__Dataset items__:
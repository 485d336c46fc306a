//! Wolfbot Test Utils
//!
//! Provides shared testing utilities for the wolfbot adapter. The adapter converts
//! Serenity objects into its own domain models at the platform boundary, and the
//! factories here build those Serenity objects without a live Discord connection.
//!
//! # Usage
//!
//! ```rust,ignore
//! use test_utils::serenity::{create_test_member, create_test_role};
//!
//! #[test]
//! fn converts_member() {
//!     let member = create_test_member(1000, 5000, "wolfy", None, &[10]);
//!     let role = create_test_role(10, "Players", 1);
//!     // Convert and assert...
//! }
//! ```

pub mod serenity;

__Problem details__: Give the lines from the one containing "Wolfbot Test Utils" through the end of the entries again, exactly as written and with no other lines.

__Expected output__:
//! Wolfbot Test Utils
//!
//! Provides shared testing utilities for the wolfbot adapter. The adapter converts
//! Serenity objects into its own domain models at the platform boundary, and the
//! factories here build those Serenity objects without a live Discord connection.
//!
//! # Usage
//!
//! ```rust,ignore
//! use test_utils::serenity::{create_test_member, create_test_role};
//!
//! #[test]
//! fn converts_member() {
//!     let member = create_test_member(1000, 5000, "wolfy", None, &[10]);
//!     let role = create_test_role(10, "Players", 1);
//!     // Convert and assert...
//! }
//! ```

pub mod serenity;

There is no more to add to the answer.